Sometimes it is important to create your own figures when they don’t exist.

(see Data and Information Visualization Part I)

The example I’d like to give is from a paper titled “Thermal Performance of Domestic Replacement A19 LED Lighting Products.”

The paper highlights the varied nature of LED heat sink “performance” for a given set of bulbs and contains two interesting tables.

Figure 1 – Tables for LED heat sink performance and product weight.

However, we may ask questions like: “Does product weight correlate with heat sink performance?”

We can pull data from the tables and graphs and make our own tables (I use google sheets, you can use Excel etc.).

Figure 2 – Our own table we made by pulling numbers from the table and graph.

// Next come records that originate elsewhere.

//! Application configuration: named connection strings, the default
//! connection factory, and per-context initializer settings

use std::collections::BTreeMap;
use std::path::Path;

use serde::{Deserialize, Serialize};

use crate::Result;

/// Prefix of the legacy `app_settings` key naming an initializer for a context type
pub const INITIALIZER_APP_SETTING_PREFIX: &str = "DatabaseInitializerForType ";

/// Initializer value meaning "do not initialize"
pub const DISABLED_INITIALIZER: &str = "Disabled";

/// A named connection string from the application config
#[derive(Debug, Clone, Default, PartialEq, Eq, Serialize, Deserialize)]
pub struct ConnectionStringSettings {
    /// Filled in from the table key when loaded
    #[serde(skip)]
    pub name: String,
    pub connection_string: String,
    #[serde(default)]
    pub provider_name: String,
}

impl ConnectionStringSettings {
    pub fn new(
        name: impl Into<String>,
        connection_string: impl Into<String>,
        provider_name: impl Into<String>,
    ) -> Self {
        Self {
            name: name.into(),
            connection_string: connection_string.into(),
            provider_name: provider_name.into(),
        }
    }
}

/// Settings for the connection factory used when no named connection matches
#[derive(Debug, Clone, Default, PartialEq, Eq, Serialize, Deserialize)]
pub struct DefaultConnectionFactorySettings {
    pub provider: String,
    /// Keyword receiving the connection name, e.g. "Data Source"
    #[serde(default = "default_database_keyword")]
    pub database_keyword: String,
    #[serde(default)]
    pub base_connection_string: String,
    /// Value written under `database_keyword`; `{name}` is replaced by the connection name
    #[serde(default = "default_database_template")]
    pub database_template: String,
}

impl DefaultConnectionFactorySettings {
    pub fn new(provider: impl Into<String>) -> Self {
        Self {
            provider: provider.into(),
            database_keyword: default_database_keyword(),
            base_connection_string: String::new(),
            database_template: default_database_template(),
        }
    }

    pub fn with_database_keyword(mut self, keyword: impl Into<String>) -> Self {
        self.database_keyword = keyword.into();
        self
    }

    pub fn with_base_connection_string(mut self, base: impl Into<String>) -> Self {
        self.base_connection_string = base.into();
        self
    }

    pub fn with_database_template(mut self, template: impl Into<String>) -> Self {
        self.database_template = template.into();
        self
    }
}

fn default_database_keyword() -> String {
    "Data Source".to_string()
}

fn default_database_template() -> String {
    "{name}".to_string()
}

/// Per-context settings from the `contexts` section
#[derive(Debug, Clone, Default, PartialEq, Eq, Serialize, Deserialize)]
pub struct ContextSettings {
    #[serde(default)]
    pub disable_database_initialization: bool,
    #[serde(default)]
    pub database_initializer: Option<String>,
}

/// Application configuration
#[derive(Debug, Clone, Default, PartialEq, Eq, Serialize, Deserialize)]
pub struct AppConfig {
    #[serde(default)]
    connection_strings: BTreeMap<String, ConnectionStringSettings>,
    #[serde(default)]
    default_connection_factory: Option<DefaultConnectionFactorySettings>,
    #[serde(default)]
    contexts: BTreeMap<String, ContextSettings>,
    #[serde(default)]
    app_settings: BTreeMap<String, String>,
}

impl AppConfig {
    pub fn new() -> Self {
        Self::default()
    }

    /// Parse configuration from TOML
    pub fn from_toml_str(content: &str) -> Result<Self> {
        let mut config: AppConfig = toml::from_str(content)?;
        for (name, settings) in config.connection_strings.iter_mut() {
            settings.name = name.clone();
        }
        tracing::debug!(
            connection_strings = config.connection_strings.len(),
            contexts = config.contexts.len(),
            "loaded application config"
        );
        Ok(config)
    }

    /// Load configuration from a TOML file
    pub fn from_file(path: impl AsRef<Path>) -> Result<Self> {
        let content = std::fs::read_to_string(path.as_ref())?;
        Self::from_toml_str(&content)
    }

    pub fn with_connection_string(
        mut self,
        name: impl Into<String>,
        connection_string: impl Into<String>,
        provider_name: impl Into<String>,
    ) -> Self {
        let settings = ConnectionStringSettings::new(name, connection_string, provider_name);
        self.connection_strings
            .insert(settings.name.clone(), settings);
        self
    }

    pub fn with_default_connection_factory(
        mut self,
        settings: DefaultConnectionFactorySettings,
    ) -> Self {
        self.default_connection_factory = Some(settings);
        self
    }

    pub fn with_context_settings(
        mut self,
        context_type: impl Into<String>,
        settings: ContextSettings,
    ) -> Self {
        self.contexts.insert(context_type.into(), settings);
        self
    }

    pub fn with_app_setting(mut self, key: impl Into<String>, value: impl Into<String>) -> Self {
        self.app_settings.insert(key.into(), value.into());
        self
    }

    /// Named connection string, matched exactly
    pub fn connection_string(&self, name: &str) -> Option<&ConnectionStringSettings> {
        self.connection_strings.get(name)
    }

    pub fn connection_strings(&self) -> impl Iterator<Item = &ConnectionStringSettings> {
        self.connection_strings.values()
    }

    pub fn default_connection_factory(&self) -> Option<&DefaultConnectionFactorySettings> {
        self.default_connection_factory.as_ref()
    }

    /// Settings for a context type, keyed by its dotted database name
    pub fn context_settings(&self, context_type: &str) -> Option<&ContextSettings> {
        self.contexts.get(context_type)
    }

    pub fn app_setting(&self, key: &str) -> Option<&str> {
        self.app_settings.get(key).map(String::as_str)
    }

    /// Initializer named by the legacy `app_settings` key for a context type
    pub fn legacy_initializer(&self, context_type: &str) -> Option<&str> {
        self.app_setting(&format!("{INITIALIZER_APP_SETTING_PREFIX}{context_type}"))
            .map(str::trim)
            .filter(|value| !value.is_empty())
    }
}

Finally, we make our own graph showing product heat sink performance (% of energy dissipated as heat) against product mass (kg) (Figure 3).

Figure 3 – This graph is our own creation from data available in the paper. We see it is interesting that weight and performance do not seem correlated.

Finally, we are proud that we gained a new insight from our investigation, organization, creativity, and presentation.

It is always important to understand your data and what your figures, charts, tables, and graphs mean. In this setting, the research is focused on “heat sink performance” which does not mean the same as “bulb performance” or “system performance”.

This exercise is a great way to visualize data, information, or ideas.

You can read between the lines, have your own ideas, and even make your own figures!

Now, get out there and start reading, discovering and making!